Stored data
○ ○ ○ ○ ○
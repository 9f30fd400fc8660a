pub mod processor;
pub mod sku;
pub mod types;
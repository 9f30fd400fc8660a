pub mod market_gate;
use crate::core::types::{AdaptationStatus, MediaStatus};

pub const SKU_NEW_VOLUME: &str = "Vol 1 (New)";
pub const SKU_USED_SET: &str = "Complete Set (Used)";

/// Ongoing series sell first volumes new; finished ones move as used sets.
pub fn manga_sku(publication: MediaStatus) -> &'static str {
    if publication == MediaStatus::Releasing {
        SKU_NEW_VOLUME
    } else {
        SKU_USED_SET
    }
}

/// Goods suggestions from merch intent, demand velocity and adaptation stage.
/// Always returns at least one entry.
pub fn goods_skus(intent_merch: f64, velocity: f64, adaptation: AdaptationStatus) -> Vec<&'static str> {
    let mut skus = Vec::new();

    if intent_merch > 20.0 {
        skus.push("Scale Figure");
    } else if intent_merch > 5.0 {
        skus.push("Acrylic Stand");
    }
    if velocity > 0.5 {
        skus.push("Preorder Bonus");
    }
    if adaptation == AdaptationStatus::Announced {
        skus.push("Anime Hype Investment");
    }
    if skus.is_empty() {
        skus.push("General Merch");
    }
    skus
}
○ ○ ○ ○ ○
[Exercise requirements]
Beginning at the line that holds "pub mod processor;", write out word for word each line through the end of the records.

[Task response]
pub mod processor;
pub mod sku;
pub mod types;
repository 9f30fd400fc8660a
pub mod market_gate;
use crate::core::types::{AdaptationStatus, MediaStatus};

pub const SKU_NEW_VOLUME: &str = "Vol 1 (New)";
pub const SKU_USED_SET: &str = "Complete Set (Used)";

/// Ongoing series sell first volumes new; finished ones move as used sets.
pub fn manga_sku(publication: MediaStatus) -> &'static str {
    if publication == MediaStatus::Releasing {
        SKU_NEW_VOLUME
    } else {
        SKU_USED_SET
    }
}

/// Goods suggestions from merch intent, demand velocity and adaptation stage.
/// Always returns at least one entry.
pub fn goods_skus(intent_merch: f64, velocity: f64, adaptation: AdaptationStatus) -> Vec<&'static str> {
    let mut skus = Vec::new();

    if intent_merch > 20.0 {
        skus.push("Scale Figure");
    } else if intent_merch > 5.0 {
        skus.push("Acrylic Stand");
    }
    if velocity > 0.5 {
        skus.push("Preorder Bonus");
    }
    if adaptation == AdaptationStatus::Announced {
        skus.push("Anime Hype Investment");
    }
    if skus.is_empty() {
        skus.push("General Merch");
    }
    skus
}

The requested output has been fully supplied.